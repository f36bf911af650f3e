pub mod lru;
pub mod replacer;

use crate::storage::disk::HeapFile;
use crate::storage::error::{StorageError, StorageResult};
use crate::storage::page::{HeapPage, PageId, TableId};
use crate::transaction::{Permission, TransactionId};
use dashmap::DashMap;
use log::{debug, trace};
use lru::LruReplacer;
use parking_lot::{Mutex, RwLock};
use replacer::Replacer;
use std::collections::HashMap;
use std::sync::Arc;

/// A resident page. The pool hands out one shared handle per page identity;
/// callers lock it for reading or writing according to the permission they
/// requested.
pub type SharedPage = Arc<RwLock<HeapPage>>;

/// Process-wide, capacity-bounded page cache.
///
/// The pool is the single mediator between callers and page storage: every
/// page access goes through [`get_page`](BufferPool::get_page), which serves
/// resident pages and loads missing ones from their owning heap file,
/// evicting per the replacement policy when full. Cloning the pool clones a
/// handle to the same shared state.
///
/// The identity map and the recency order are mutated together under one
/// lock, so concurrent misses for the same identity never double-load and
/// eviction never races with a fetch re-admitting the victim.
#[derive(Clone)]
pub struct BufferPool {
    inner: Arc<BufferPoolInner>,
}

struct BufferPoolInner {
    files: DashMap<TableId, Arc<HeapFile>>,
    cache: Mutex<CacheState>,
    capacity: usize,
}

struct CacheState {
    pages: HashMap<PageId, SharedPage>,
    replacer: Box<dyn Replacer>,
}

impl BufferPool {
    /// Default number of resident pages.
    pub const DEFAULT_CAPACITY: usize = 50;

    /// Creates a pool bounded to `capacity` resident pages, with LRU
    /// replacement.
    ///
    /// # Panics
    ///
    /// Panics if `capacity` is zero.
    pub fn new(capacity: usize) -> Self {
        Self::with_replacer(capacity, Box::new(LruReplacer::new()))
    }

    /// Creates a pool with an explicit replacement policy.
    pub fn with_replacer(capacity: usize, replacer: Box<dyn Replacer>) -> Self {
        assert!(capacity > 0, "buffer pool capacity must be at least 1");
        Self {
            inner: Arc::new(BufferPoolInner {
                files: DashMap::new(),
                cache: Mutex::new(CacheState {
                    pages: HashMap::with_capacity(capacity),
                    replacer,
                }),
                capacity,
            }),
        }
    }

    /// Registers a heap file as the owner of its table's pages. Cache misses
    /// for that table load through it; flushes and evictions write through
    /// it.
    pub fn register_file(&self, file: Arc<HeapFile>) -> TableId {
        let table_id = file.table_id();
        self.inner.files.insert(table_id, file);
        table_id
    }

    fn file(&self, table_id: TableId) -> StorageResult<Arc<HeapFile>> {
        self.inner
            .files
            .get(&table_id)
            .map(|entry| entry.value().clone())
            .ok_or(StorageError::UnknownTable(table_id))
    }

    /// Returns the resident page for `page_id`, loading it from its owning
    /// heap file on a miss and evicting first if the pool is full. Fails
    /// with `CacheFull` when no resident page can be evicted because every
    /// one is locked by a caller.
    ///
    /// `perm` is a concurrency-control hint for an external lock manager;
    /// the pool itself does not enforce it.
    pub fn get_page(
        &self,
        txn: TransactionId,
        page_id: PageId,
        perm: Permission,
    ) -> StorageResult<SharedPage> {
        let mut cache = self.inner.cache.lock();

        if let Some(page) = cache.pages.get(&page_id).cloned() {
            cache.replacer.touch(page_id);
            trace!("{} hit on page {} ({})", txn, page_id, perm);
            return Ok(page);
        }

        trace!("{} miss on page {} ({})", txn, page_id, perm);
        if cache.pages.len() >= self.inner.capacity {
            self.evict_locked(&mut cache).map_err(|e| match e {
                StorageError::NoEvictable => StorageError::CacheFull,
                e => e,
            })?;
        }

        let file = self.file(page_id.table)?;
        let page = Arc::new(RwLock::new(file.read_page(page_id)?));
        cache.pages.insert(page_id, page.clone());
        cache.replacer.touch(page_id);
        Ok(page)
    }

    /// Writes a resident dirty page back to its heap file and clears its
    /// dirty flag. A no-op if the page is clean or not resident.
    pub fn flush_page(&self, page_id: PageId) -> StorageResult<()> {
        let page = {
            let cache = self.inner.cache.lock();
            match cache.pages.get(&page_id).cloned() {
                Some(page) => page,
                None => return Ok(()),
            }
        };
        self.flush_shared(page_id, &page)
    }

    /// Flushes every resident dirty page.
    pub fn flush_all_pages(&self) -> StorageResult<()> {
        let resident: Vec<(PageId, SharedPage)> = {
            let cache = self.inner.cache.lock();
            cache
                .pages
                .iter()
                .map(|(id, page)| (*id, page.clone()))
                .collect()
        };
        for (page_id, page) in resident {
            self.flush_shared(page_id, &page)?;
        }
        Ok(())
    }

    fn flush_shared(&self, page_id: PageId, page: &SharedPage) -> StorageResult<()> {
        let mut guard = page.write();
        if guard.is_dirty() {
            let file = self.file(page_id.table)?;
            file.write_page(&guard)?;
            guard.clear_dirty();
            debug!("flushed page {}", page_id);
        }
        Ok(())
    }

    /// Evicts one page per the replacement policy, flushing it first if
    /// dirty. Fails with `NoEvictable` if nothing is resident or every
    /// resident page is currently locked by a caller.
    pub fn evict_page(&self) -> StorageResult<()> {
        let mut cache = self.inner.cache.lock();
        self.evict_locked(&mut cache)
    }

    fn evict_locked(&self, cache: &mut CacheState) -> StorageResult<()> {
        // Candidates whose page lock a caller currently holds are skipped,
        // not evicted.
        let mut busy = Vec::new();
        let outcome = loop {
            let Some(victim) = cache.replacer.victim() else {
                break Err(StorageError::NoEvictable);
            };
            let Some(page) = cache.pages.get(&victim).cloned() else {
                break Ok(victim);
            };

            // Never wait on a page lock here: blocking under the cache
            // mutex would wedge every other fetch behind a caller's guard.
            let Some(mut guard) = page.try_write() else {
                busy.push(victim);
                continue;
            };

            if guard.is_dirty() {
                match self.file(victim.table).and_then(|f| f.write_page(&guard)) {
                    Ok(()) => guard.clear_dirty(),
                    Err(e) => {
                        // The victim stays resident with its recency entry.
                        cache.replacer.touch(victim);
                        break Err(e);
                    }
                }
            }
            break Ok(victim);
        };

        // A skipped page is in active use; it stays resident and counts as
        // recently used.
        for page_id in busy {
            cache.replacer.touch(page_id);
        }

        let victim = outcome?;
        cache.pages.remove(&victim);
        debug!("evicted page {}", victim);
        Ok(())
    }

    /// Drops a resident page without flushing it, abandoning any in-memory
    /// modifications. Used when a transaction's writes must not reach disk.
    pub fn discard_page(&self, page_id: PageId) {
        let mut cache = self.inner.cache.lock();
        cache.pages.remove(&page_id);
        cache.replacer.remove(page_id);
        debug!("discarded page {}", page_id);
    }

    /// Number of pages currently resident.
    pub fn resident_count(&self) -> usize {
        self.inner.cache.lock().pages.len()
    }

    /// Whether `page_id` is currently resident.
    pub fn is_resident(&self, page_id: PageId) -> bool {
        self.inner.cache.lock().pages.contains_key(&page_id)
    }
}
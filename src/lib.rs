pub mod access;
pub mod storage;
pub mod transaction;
...
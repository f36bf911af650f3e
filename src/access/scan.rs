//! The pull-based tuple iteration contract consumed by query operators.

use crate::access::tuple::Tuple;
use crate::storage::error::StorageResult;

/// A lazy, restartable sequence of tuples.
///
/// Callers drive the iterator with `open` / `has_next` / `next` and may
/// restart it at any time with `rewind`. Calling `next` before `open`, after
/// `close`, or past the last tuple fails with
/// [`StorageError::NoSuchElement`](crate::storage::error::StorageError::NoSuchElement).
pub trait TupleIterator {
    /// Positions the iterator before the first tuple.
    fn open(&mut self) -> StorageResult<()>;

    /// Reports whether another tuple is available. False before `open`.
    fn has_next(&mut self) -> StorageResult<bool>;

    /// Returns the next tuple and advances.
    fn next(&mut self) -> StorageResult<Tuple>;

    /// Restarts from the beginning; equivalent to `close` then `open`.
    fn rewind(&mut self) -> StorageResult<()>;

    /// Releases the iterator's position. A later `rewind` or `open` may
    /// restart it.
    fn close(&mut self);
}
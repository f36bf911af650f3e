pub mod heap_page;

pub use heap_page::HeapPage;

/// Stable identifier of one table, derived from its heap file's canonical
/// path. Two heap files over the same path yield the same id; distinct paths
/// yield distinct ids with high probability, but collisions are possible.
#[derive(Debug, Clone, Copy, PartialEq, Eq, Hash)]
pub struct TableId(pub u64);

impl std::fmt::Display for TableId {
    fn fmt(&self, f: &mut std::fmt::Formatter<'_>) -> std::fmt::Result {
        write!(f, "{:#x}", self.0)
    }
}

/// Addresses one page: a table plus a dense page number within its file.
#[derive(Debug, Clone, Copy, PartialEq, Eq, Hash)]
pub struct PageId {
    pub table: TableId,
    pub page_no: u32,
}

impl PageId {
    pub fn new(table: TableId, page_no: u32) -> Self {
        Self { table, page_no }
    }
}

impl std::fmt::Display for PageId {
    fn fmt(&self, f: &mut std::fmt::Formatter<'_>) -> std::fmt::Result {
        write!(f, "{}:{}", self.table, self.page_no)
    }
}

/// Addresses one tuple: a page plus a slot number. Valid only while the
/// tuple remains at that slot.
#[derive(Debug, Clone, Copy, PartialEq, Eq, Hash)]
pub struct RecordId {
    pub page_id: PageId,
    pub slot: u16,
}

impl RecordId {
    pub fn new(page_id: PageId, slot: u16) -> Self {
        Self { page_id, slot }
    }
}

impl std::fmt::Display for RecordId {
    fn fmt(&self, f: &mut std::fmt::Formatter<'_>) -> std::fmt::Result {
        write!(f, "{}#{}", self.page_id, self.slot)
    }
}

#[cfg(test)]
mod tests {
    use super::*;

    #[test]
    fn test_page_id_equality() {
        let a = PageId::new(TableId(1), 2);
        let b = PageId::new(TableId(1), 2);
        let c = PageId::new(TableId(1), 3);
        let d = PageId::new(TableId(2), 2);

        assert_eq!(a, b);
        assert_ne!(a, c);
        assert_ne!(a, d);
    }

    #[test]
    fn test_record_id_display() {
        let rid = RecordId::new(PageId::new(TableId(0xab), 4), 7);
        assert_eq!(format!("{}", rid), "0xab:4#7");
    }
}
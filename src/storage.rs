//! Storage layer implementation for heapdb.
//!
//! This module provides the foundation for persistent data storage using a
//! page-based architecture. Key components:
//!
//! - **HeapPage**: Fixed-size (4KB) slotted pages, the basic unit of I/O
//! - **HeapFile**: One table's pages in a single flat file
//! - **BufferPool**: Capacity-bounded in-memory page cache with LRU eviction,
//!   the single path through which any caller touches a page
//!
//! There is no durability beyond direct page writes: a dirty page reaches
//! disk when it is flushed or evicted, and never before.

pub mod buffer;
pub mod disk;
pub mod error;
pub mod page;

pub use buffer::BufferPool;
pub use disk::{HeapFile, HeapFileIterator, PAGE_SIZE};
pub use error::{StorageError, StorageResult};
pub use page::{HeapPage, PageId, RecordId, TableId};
---
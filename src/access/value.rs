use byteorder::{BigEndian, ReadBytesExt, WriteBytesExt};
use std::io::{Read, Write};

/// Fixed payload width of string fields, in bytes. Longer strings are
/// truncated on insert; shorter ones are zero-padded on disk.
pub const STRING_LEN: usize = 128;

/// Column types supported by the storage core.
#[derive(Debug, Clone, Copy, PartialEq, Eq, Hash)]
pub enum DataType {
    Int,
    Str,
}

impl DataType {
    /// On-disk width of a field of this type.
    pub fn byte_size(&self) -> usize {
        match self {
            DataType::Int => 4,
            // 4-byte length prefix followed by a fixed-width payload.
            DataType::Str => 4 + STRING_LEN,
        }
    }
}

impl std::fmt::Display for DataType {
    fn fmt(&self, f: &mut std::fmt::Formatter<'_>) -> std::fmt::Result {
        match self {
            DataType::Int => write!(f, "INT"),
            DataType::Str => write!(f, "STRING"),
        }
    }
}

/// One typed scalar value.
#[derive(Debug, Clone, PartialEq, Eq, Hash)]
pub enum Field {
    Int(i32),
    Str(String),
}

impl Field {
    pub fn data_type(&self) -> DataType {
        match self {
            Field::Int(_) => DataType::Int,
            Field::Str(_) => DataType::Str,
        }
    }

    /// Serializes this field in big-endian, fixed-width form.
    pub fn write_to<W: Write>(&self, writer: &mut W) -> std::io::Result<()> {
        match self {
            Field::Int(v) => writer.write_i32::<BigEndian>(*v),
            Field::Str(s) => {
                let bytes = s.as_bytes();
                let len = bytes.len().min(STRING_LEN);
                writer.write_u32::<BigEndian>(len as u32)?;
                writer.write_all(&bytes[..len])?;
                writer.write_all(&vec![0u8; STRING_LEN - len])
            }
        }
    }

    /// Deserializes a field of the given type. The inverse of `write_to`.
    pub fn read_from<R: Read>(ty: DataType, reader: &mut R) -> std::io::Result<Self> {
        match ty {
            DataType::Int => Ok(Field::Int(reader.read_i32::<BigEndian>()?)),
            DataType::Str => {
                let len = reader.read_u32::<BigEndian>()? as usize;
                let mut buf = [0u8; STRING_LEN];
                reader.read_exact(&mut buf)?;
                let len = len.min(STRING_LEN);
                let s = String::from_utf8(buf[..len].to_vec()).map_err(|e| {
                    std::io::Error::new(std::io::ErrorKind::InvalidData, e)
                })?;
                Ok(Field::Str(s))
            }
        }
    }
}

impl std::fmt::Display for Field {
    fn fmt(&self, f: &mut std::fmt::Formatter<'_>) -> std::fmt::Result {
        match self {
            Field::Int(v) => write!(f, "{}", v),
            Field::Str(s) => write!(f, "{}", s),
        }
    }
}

Problem statement — Please copy out each line of the data in which the word "disk" occurs.

Result for this task —
use crate::storage::disk::HeapFile;
    /// modifications. Used when a transaction's writes must not reach disk.
//! disk when it is flushed or evicted, and never before.
pub mod disk;
pub use disk::{HeapFile, HeapFileIterator, PAGE_SIZE};
/// truncated on insert; shorter ones are zero-padded on disk.
    /// On-disk width of a field of this type.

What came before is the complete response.